Der Gefangene spürte, wie erneut heiße, bittere Tränen in ihm aufstiegen. Unsichtbare Lichttropfen auf dem schwarzen Samt der ewigen Nacht. Unsichtbare Blinkzeichen der Freundschaft und der ehrlichen aufrichtigen Trauer. Unsichtbare Spuren des Verlustes und der Verzweiflung. Doch Grindelwald schluckte die aufsteigenden Tränen tapfer hinunter und wandte sich stattdessen dem Buch zu, das Albus ihm hinterlassen hatte - „in der Hoffnung, er möge darin Antworten finden, welche ihm bislang verwehrt geblieben sind“.
Mit zitternden Fingern strich der Gefangene wehmütig über den glänzenden, rot-goldenen Einband des Buches und musste unwillkürlich wieder an das schicksalhafte Erscheinen des weinenden, wehklagenden Phönix denken, an die Tränen, die unaufhörlich aus seinen treuen schwarzen Perlaugen getropft, das prächtige rot-golden gefiederte Haupt hinabgeronnen waren und die kleine Zelle mit Kummer und Leid erfüllt hatten, sie mit einer schrecklich schmerzlichen Gewissheit erfüllt und die Welt des Gefangenen im höchsten Turm von Nurmengard in undurchdringliche Finsternis der Einsamkeit und des Todes gehüllt hatten. Ewige Nacht.
Die schmerzliche Klage des weinenden Feuervogels schien erneut von den steinernen Kerkerwänden widerzuhallen und erneut zog sich das Herz des Gefangenen schmerzhaft zusammen, schmerzhafter denn je.
Eine kleine Ewigkeit verharrte der zerlumpte Gefangene so und kämpfte verzweifelt mit den Tränen. Kämpfte verzweifelt mit dem alles verschlingenden Schmerz der tödlich anmutenden Wunde, die der Verlust Albus Dumbledores in sein Herz gerissen hatte, bevor er sich schließlich mit letzter Kraft von dem betäubenden Kummer losriss und mit bebenden Händen das geheimnisvolle Buch aufschlug, welches offenbar die Antwort auf seine drängende Frage von einst enthielt.
Als der Gefangene die liebevoll gestalteten, mit Sprüchen und Lebensweisheiten gefüllten Buchseiten eine um die andere durch seine bebenden Finger gleiten ließ und dabei noch immer seinen schmerzlichen Gedanken nachhing, hielt er plötzlich bei einer Seite inne, die sich irgendwie anders als die übrigen anfühlte. Schwerer. Bedeutungsschwerer.

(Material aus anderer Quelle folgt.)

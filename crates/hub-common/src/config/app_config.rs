//! Application configuration structs
//!
//! Loads configuration from environment variables (and a `.env` file if present).

use serde::Deserialize;
use std::env;
use std::str::FromStr;
use std::time::Duration;

/// Main application configuration
#[derive(Debug, Clone, Deserialize)]
pub struct AppConfig {
    pub app: AppSettings,
    pub gateway: ServerConfig,
    /// Redis backend; `None` runs the hub with in-process pub/sub and presence
    pub redis: Option<RedisConfig>,
    pub hub: HubSettings,
    pub websocket: WebSocketConfig,
    pub cors: CorsConfig,
}

/// General application settings
#[derive(Debug, Clone, Deserialize)]
pub struct AppSettings {
    #[serde(default = "default_app_name")]
    pub name: String,
    #[serde(default = "default_env")]
    pub env: Environment,
}

/// Environment type
#[derive(Debug, Clone, Copy, PartialEq, Eq, Deserialize, Default)]
#[serde(rename_all = "lowercase")]
pub enum Environment {
    #[default]
    Development,
    Staging,
    Production,
}

impl Environment {
    #[must_use]
    pub fn is_production(&self) -> bool {
        matches!(self, Self::Production)
    }

    #[must_use]
    pub fn is_development(&self) -> bool {
        matches!(self, Self::Development)
    }
}

/// Listen address
#[derive(Debug, Clone, Deserialize)]
pub struct ServerConfig {
    #[serde(default = "default_host")]
    pub host: String,
    #[serde(default = "default_port")]
    pub port: u16,
}

impl ServerConfig {
    #[must_use]
    pub fn address(&self) -> String {
        format!("{}:{}", self.host, self.port)
    }
}

/// Redis configuration
#[derive(Debug, Clone, Deserialize)]
pub struct RedisConfig {
    pub url: String,
    #[serde(default = "default_redis_max_connections")]
    pub max_connections: u32,
}

/// Protocol engine settings
#[derive(Debug, Clone, Deserialize)]
pub struct HubSettings {
    /// Namespace prepended to every broker channel
    #[serde(default = "default_pubsub_prefix")]
    pub pubsub_prefix: String,
    #[serde(default = "default_cleanup_interval")]
    pub cleanup_interval_secs: u64,
    #[serde(default = "default_inactivity_timeout")]
    pub inactivity_timeout_secs: u64,
    /// Depth of each connection's outbound queue
    #[serde(default = "default_outbound_buffer")]
    pub outbound_buffer: usize,
    /// Per-message handler deadline; 0 disables it
    #[serde(default = "default_handler_timeout")]
    pub handler_timeout_ms: u64,
    #[serde(default = "default_presence_ttl")]
    pub presence_ttl_secs: u64,
}

impl HubSettings {
    #[must_use]
    pub fn cleanup_interval(&self) -> Duration {
        Duration::from_secs(self.cleanup_interval_secs)
    }

    #[must_use]
    pub fn inactivity_timeout(&self) -> Duration {
        Duration::from_secs(self.inactivity_timeout_secs)
    }

    #[must_use]
    pub fn handler_timeout(&self) -> Option<Duration> {
        (self.handler_timeout_ms > 0).then(|| Duration::from_millis(self.handler_timeout_ms))
    }

    #[must_use]
    pub fn presence_ttl(&self) -> Duration {
        Duration::from_secs(self.presence_ttl_secs)
    }
}

impl Default for HubSettings {
    fn default() -> Self {
        Self {
            pubsub_prefix: default_pubsub_prefix(),
            cleanup_interval_secs: default_cleanup_interval(),
            inactivity_timeout_secs: default_inactivity_timeout(),
            outbound_buffer: default_outbound_buffer(),
            handler_timeout_ms: default_handler_timeout(),
            presence_ttl_secs: default_presence_ttl(),
        }
    }
}

/// Transport sizing
#[derive(Debug, Clone, Deserialize)]
pub struct WebSocketConfig {
    #[serde(default = "default_max_message_size")]
    pub max_message_size: usize,
    #[serde(default = "default_buffer_size")]
    pub write_buffer_size: usize,
}

impl Default for WebSocketConfig {
    fn default() -> Self {
        Self {
            max_message_size: default_max_message_size(),
            write_buffer_size: default_buffer_size(),
        }
    }
}

/// Origin checking for the upgrade route
#[derive(Debug, Clone, Default, Deserialize)]
pub struct CorsConfig {
    /// Empty allows every origin
    #[serde(default)]
    pub allowed_origins: Vec<String>,
}

impl CorsConfig {
    /// Check an `Origin` header value against the allow-list
    #[must_use]
    pub fn is_origin_allowed(&self, origin: Option<&str>) -> bool {
        if self.allowed_origins.is_empty() {
            return true;
        }
        origin.is_some_and(|o| self.allowed_origins.iter().any(|allowed| allowed == o))
    }
}

// Default value functions
fn default_app_name() -> String {
    "collab-hub".to_string()
}

fn default_env() -> Environment {
    Environment::Development
}

fn default_host() -> String {
    "0.0.0.0".to_string()
}

fn default_port() -> u16 {
    8080
}

fn default_redis_max_connections() -> u32 {
    10
}

fn default_pubsub_prefix() -> String {
    "sharedb:".to_string()
}

fn default_cleanup_interval() -> u64 {
    30
}

fn default_inactivity_timeout() -> u64 {
    300 // 5 minutes
}

fn default_outbound_buffer() -> usize {
    100
}

fn default_handler_timeout() -> u64 {
    30_000
}

fn default_presence_ttl() -> u64 {
    300
}

fn default_max_message_size() -> usize {
    1 << 20
}

fn default_buffer_size() -> usize {
    1024
}

impl AppConfig {
    /// Load configuration from environment variables
    ///
    /// # Errors
    /// Returns an error if a variable is set to a value that does not parse
    pub fn from_env() -> Result<Self, ConfigError> {
        // Load .env file if present (ignore errors if not found)
        let _ = dotenvy::dotenv();

        Self::from_lookup(|key| env::var(key).ok())
    }

    /// Build configuration from an arbitrary key lookup
    pub fn from_lookup<F>(lookup: F) -> Result<Self, ConfigError>
    where
        F: Fn(&str) -> Option<String>,
    {
        let vars = Vars(&lookup);

        Ok(Self {
            app: AppSettings {
                name: vars.string("APP_NAME").unwrap_or_else(default_app_name),
                env: match vars.string("APP_ENV") {
                    Some(s) => match s.to_lowercase().as_str() {
                        "production" => Environment::Production,
                        "staging" => Environment::Staging,
                        "development" => Environment::Development,
                        _ => return Err(ConfigError::InvalidValue("APP_ENV", s)),
                    },
                    None => default_env(),
                },
            },
            gateway: ServerConfig {
                host: vars.string("GATEWAY_HOST").unwrap_or_else(default_host),
                port: vars.parse("GATEWAY_PORT")?.unwrap_or_else(default_port),
            },
            redis: match vars.string("REDIS_URL") {
                Some(url) => Some(RedisConfig {
                    url,
                    max_connections: vars
                        .parse("REDIS_MAX_CONNECTIONS")?
                        .unwrap_or_else(default_redis_max_connections),
                }),
                None => None,
            },
            hub: HubSettings {
                pubsub_prefix: vars
                    .string("PUBSUB_PREFIX")
                    .unwrap_or_else(default_pubsub_prefix),
                cleanup_interval_secs: vars
                    .parse("CLEANUP_INTERVAL_SECS")?
                    .unwrap_or_else(default_cleanup_interval),
                inactivity_timeout_secs: vars
                    .parse("INACTIVITY_TIMEOUT_SECS")?
                    .unwrap_or_else(default_inactivity_timeout),
                outbound_buffer: vars
                    .parse("OUTBOUND_BUFFER")?
                    .unwrap_or_else(default_outbound_buffer),
                handler_timeout_ms: vars
                    .parse("HANDLER_TIMEOUT_MS")?
                    .unwrap_or_else(default_handler_timeout),
                presence_ttl_secs: vars
                    .parse("PRESENCE_TTL_SECS")?
                    .unwrap_or_else(default_presence_ttl),
            },
            websocket: WebSocketConfig {
                max_message_size: vars
                    .parse("WS_MAX_MESSAGE_SIZE")?
                    .unwrap_or_else(default_max_message_size),
                write_buffer_size: vars
                    .parse("WS_WRITE_BUFFER_SIZE")?
                    .unwrap_or_else(default_buffer_size),
            },
            cors: CorsConfig {
                allowed_origins: vars
                    .string("CORS_ALLOWED_ORIGINS")
                    .map(|s| {
                        s.split(',')
                            .map(str::trim)
                            .filter(|o| !o.is_empty())
                            .map(String::from)
                            .collect()
                    })
                    .unwrap_or_default(),
            },
        })
    }
}

/// Typed access to a variable lookup
struct Vars<'a, F>(&'a F);

impl<F> Vars<'_, F>
where
    F: Fn(&str) -> Option<String>,
{
    fn string(&self, key: &'static str) -> Option<String> {
        (self.0)(key).filter(|s| !s.trim().is_empty())
    }

    fn parse<T: FromStr>(&self, key: &'static str) -> Result<Option<T>, ConfigError> {
        match self.string(key) {
            Some(raw) => raw
                .trim()
                .parse()
                .map(Some)
                .map_err(|_| ConfigError::InvalidValue(key, raw)),
            None => Ok(None),
        }
    }
}

/// Configuration errors
#[derive(Debug, thiserror::Error)]
pub enum ConfigError {
    #[error("Missing required environment variable: {0}")]
    MissingVar(&'static str),

    #[error("Invalid value for {0}: {1}")]
    InvalidValue(&'static str, String),
}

Ob dies nun seiner Einbildung oder einem geschickt gewirkten Zauber zuzuschreiben, ob es Zufall oder doch eher Schicksal war, vermochte er nicht zu sagen. Er wusste nur, dass eine seltsame Art von Magie von dieser mit den Worten „Die Kraft der Liebe“ überschriebenen Buchseite ausging. Eine äußerst subtile, schwer zu fassende Art von Magie, die er weder zu deuten noch zu benennen wusste, ähnlich jenem rätselhaften Funkeln in Albus Dumbledores Augen, dem Gegenstand seiner drängenden Frage von einst.
Und mit diesem Gedanken begann Gellert Grindelwald zu lesen.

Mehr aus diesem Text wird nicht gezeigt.